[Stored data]
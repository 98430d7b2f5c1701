use crate::database::{RecentWindow, DEFAULT_RECENT_DAYS};
use crate::stats::TotalPolicy;
use crate::types::Category;
use config::{Config, ConfigError, File};
use serde::{Deserialize, Serialize};
use std::env;
use std::path::PathBuf;

/// Application configuration loaded from config.toml or environment variables
#[derive(Debug, Clone, Serialize, Deserialize)]
pub struct AppConfig {
    pub database: DatabaseConfig,
    pub reporting: ReportingConfig,
    pub snapshot: SnapshotConfig,
    pub import: ImportConfig,
    #[serde(default)]
    pub api: ApiConfig,
}

#[derive(Debug, Clone, Serialize, Deserialize)]
pub struct DatabaseConfig {
    pub default_path: PathBuf,
}

#[derive(Debug, Clone, Serialize, Deserialize)]
pub struct ReportingConfig {
    /// Length of the recently-updated window
    pub recent_days: u32,
    /// Category reported by recent requests that name none
    pub recent_category: Category,
    pub total_policy: TotalPolicy,
}

impl ReportingConfig {
    pub fn recent_window(&self) -> RecentWindow {
        RecentWindow {
            days: self.recent_days,
            default_category: self.recent_category,
        }
    }
}

#[derive(Debug, Clone, Serialize, Deserialize)]
pub struct SnapshotConfig {
    pub directory: PathBuf,
}

#[derive(Debug, Clone, Serialize, Deserialize)]
pub struct ImportConfig {
    pub batch_size: usize,
}

/// Raw-access credential settings
#[derive(Debug, Clone, Default, Serialize, Deserialize)]
pub struct ApiConfig {
    /// Lowercase hex SHA-256 of the token that unlocks raw reports
    #[serde(default)]
    pub raw_token_sha256: Option<String>,
}

impl Default for AppConfig {
    fn default() -> Self {
        Self {
            database: DatabaseConfig {
                default_path: PathBuf::from("./data/stats.db"),
            },
            reporting: ReportingConfig {
                recent_days: DEFAULT_RECENT_DAYS,
                recent_category: Category::CmsVersion,
                total_policy: TotalPolicy::default(),
            },
            snapshot: SnapshotConfig {
                directory: PathBuf::from("./snapshots"),
            },
            import: ImportConfig { batch_size: 1000 },
            api: ApiConfig::default(),
        }
    }
}

impl AppConfig {
    /// Load configuration from config.toml file and environment variables
    /// Environment variables take precedence over file configuration
    pub fn load() -> Result<Self, ConfigError> {
        let defaults = Self::default();
        let config = Config::builder()
            .set_default(
                "database.default_path",
                defaults.database.default_path.to_string_lossy().to_string(),
            )?
            .set_default("reporting.recent_days", i64::from(defaults.reporting.recent_days))?
            .set_default(
                "reporting.recent_category",
                defaults.reporting.recent_category.as_str(),
            )?
            .set_default("reporting.total_policy", "last_group")?
            .set_default(
                "snapshot.directory",
                defaults.snapshot.directory.to_string_lossy().to_string(),
            )?
            .set_default("import.batch_size", defaults.import.batch_size as i64)?
            // Load from config.toml if it exists
            .add_source(File::with_name("config").required(false))
            // STATS_REPORTING__RECENT_DAYS=30 etc.
            .add_source(
                config::Environment::with_prefix("STATS")
                    .prefix_separator("_")
                    .separator("__")
                    .try_parsing(true),
            )
            .build()?;

        let mut app_config: AppConfig = config.try_deserialize()?;

        if let Ok(db_path) = env::var("STATS_DATABASE_PATH") {
            app_config.database.default_path = PathBuf::from(db_path);
        }

        if app_config.import.batch_size == 0 {
            return Err(ConfigError::Message(
                "import.batch_size must be greater than zero".to_string(),
            ));
        }

        Ok(app_config)
    }

    /// Get default config values for CLI argument defaults
    pub fn get_defaults() -> Result<Self, ConfigError> {
        // Try to load config for defaults, but don't fail if not found
        match Self::load() {
            Ok(config) => Ok(config),
            Err(_) => Ok(Self::default()),
        }
    }
}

Exercise:
Copy exactly the stretch of data above from the line with "pub fn load()" through the line with "if let Ok(db_path)", and omit all other lines.

Answer to this problem:
    pub fn load() -> Result<Self, ConfigError> {
        let defaults = Self::default();
        let config = Config::builder()
            .set_default(
                "database.default_path",
                defaults.database.default_path.to_string_lossy().to_string(),
            )?
            .set_default("reporting.recent_days", i64::from(defaults.reporting.recent_days))?
            .set_default(
                "reporting.recent_category",
                defaults.reporting.recent_category.as_str(),
            )?
            .set_default("reporting.total_policy", "last_group")?
            .set_default(
                "snapshot.directory",
                defaults.snapshot.directory.to_string_lossy().to_string(),
            )?
            .set_default("import.batch_size", defaults.import.batch_size as i64)?
            // Load from config.toml if it exists
            .add_source(File::with_name("config").required(false))
            // STATS_REPORTING__RECENT_DAYS=30 etc.
            .add_source(
                config::Environment::with_prefix("STATS")
                    .prefix_separator("_")
                    .separator("__")
                    .try_parsing(true),
            )
            .build()?;

        let mut app_config: AppConfig = config.try_deserialize()?;

        if let Ok(db_path) = env::var("STATS_DATABASE_PATH") {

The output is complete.